El refranero español aplicado al campo recoge dichos que a veces se escapan a la realidad y hay uno que corrobora esta afirmación: "Abril y mayo hacen el año"... o lo que es lo mismo que si en estos dos meses las lluvias 'riegan' los campos de cereales, la cosecha responderá a las expectativas para beneficio de los agricultores.

 

En este 2014, y con un invierno más o menos lluvioso y una buena otoñada (la de 2013), la primavera ha dado la espalda al campo y las lluvias han brillado por su ausencia hasta ahora, perjudicando gravemente a una cosecha de cereales que no ha podido espigar bien, 'ayudada' además por una plaga de hongos derivados de la sequía que fulmina aún más las ilusiones de los productores.

 

Así, y pese a que una parte de la cosecha se perderá (en algunas zonas de la provincia de Salamanca ya se ha estropeado), todas las lluvias que aparezcan a partir de ahora son bien recibidas por un campo deseoso de agua.
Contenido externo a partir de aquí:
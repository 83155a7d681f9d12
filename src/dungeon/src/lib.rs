//src/dungeon/src/lib.rs
//! The board: a grid of hidden cells holding enemies, pickups and towers.

use serde::{Deserialize, Serialize};
use strum::{Display, EnumIter, EnumString};

pub mod board;
pub mod tower;

pub use crate::board::{Board, Cell, Occupant};
pub use crate::tower::Tower;

/// One step on the grid
#[derive(Debug, Clone, Copy, PartialEq, Eq, Hash, Display, EnumIter, Serialize, Deserialize)]
pub enum MoveDirection {
    Up,
    Down,
    Left,
    Right,
}

impl MoveDirection {
    pub fn delta(self) -> (i32, i32) {
        match self {
            MoveDirection::Up => (0, -1),
            MoveDirection::Down => (0, 1),
            MoveDirection::Left => (-1, 0),
            MoveDirection::Right => (1, 0),
        }
    }
}

/// How crowded the generated board is
#[derive(
    Debug, Clone, Copy, PartialEq, Eq, Default, Display, EnumIter, EnumString, Serialize, Deserialize,
)]
#[strum(serialize_all = "lowercase", ascii_case_insensitive)]
pub enum Difficulty {
    Easy,
    #[default]
    Normal,
    Hard,
}

/// Chance that a generated cell holds each kind of occupant
#[derive(Debug, Clone, Copy, PartialEq)]
pub struct Population {
    pub enemy: f32,
    pub weapon: f32,
    pub bonus: f32,
    pub tower: f32,
}

impl Difficulty {
    pub fn population(self) -> Population {
        match self {
            Difficulty::Easy => Population {
                enemy: 0.10,
                weapon: 0.06,
                bonus: 0.14,
                tower: 0.04,
            },
            Difficulty::Normal => Population {
                enemy: 0.18,
                weapon: 0.05,
                bonus: 0.10,
                tower: 0.03,
            },
            Difficulty::Hard => Population {
                enemy: 0.28,
                weapon: 0.04,
                bonus: 0.08,
                tower: 0.02,
            },
        }
    }
}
Y casi como por arte de magia, las precipitaciones han llegado para satisfacción de los productores salmantinos, situación que se prolongará hasta finales de semana, con temperaturas mucho más suaves, que dejarán atrás el calor actual.

 

Ante esta situación, trigo y cebada, los cultivos más perjudicados, tomarán un respiro para intentar que los rendimientos reales a la hora de cosechar sufran el menor recorte posible. Como consecuencia de esta situación de sequía, el Ministerio ya ha informado de que se reunirá cada diez días con las organzaciones para analizar el impacto de la sequía en el campo.